- **EXTRACTED DATA**
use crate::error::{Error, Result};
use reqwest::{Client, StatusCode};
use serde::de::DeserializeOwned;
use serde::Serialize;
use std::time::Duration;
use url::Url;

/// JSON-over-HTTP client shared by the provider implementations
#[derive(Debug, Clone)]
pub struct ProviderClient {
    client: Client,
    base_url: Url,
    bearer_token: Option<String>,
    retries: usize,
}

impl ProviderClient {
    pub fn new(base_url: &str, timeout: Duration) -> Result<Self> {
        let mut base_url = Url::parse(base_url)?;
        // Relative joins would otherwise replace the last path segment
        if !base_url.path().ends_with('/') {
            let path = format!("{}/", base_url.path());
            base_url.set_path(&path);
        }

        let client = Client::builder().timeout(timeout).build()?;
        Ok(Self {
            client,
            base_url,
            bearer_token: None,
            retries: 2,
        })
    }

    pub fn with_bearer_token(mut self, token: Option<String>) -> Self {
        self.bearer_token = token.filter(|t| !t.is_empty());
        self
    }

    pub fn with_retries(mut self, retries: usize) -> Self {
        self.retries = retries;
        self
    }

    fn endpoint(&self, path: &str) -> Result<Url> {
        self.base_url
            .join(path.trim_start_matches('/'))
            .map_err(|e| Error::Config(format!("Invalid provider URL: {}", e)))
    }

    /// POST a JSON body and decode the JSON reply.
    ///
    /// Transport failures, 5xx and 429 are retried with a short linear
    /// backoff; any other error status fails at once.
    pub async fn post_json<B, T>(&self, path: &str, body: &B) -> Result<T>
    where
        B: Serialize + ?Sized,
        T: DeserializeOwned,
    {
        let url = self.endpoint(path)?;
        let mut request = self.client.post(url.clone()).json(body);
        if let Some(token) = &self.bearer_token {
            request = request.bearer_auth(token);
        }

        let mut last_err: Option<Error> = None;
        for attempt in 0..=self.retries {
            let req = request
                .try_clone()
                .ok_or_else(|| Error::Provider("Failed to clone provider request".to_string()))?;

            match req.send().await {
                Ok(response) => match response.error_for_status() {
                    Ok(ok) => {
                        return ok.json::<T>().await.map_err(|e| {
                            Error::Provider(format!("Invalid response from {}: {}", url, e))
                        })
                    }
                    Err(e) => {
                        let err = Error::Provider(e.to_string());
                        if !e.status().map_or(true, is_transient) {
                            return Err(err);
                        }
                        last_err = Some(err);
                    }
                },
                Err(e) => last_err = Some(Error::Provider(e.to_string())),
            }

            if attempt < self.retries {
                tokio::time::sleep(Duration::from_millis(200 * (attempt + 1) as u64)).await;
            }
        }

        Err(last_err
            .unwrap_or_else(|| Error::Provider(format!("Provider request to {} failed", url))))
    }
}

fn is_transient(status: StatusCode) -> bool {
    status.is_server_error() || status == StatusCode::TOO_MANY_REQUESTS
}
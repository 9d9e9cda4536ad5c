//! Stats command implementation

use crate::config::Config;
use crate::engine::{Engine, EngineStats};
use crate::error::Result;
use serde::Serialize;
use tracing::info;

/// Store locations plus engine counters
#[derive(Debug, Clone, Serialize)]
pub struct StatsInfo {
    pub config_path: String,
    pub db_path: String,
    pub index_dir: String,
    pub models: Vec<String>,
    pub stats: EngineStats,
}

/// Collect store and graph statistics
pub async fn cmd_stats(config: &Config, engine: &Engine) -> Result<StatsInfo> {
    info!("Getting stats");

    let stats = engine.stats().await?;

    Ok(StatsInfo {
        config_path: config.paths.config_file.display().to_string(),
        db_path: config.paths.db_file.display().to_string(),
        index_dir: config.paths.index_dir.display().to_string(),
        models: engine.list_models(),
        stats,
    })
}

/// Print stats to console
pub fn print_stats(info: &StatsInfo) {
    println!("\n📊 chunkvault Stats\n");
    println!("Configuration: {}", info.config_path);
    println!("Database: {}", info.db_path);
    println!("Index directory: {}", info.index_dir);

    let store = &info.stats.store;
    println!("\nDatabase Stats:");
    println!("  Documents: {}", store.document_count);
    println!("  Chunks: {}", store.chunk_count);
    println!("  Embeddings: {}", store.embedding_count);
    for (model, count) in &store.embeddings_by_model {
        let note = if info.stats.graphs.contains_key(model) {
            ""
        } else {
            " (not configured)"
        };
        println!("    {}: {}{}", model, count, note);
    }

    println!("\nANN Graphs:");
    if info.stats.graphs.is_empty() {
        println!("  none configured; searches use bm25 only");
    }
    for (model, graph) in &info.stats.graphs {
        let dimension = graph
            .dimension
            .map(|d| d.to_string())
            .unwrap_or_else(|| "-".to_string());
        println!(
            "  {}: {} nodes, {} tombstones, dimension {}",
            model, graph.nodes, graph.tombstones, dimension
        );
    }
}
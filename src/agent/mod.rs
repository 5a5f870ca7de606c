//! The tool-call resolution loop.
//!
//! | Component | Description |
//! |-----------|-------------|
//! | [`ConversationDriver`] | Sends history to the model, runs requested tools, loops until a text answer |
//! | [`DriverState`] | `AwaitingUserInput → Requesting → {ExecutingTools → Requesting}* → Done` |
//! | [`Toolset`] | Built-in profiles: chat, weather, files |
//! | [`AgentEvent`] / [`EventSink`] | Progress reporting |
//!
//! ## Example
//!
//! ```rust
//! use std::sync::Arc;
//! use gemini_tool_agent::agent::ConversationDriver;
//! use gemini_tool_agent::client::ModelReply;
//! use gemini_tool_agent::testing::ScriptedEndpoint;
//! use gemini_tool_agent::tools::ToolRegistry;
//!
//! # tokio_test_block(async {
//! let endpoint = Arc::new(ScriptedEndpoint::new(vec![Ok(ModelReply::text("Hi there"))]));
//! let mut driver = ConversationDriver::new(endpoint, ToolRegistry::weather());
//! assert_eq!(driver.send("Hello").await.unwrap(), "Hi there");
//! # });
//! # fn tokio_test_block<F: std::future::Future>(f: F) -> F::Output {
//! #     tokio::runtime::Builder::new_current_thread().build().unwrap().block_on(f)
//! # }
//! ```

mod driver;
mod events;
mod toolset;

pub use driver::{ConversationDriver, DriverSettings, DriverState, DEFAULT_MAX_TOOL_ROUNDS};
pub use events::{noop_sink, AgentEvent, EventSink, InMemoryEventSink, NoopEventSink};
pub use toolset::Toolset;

- **WHAT THE TASK REQUIRES**
Take every line from the data that contains the word "StatsInfo".

- **EXERCISE OUTPUT**
pub struct StatsInfo {
pub async fn cmd_stats(config: &Config, engine: &Engine) -> Result<StatsInfo> {
    Ok(StatsInfo {
pub fn print_stats(info: &StatsInfo) {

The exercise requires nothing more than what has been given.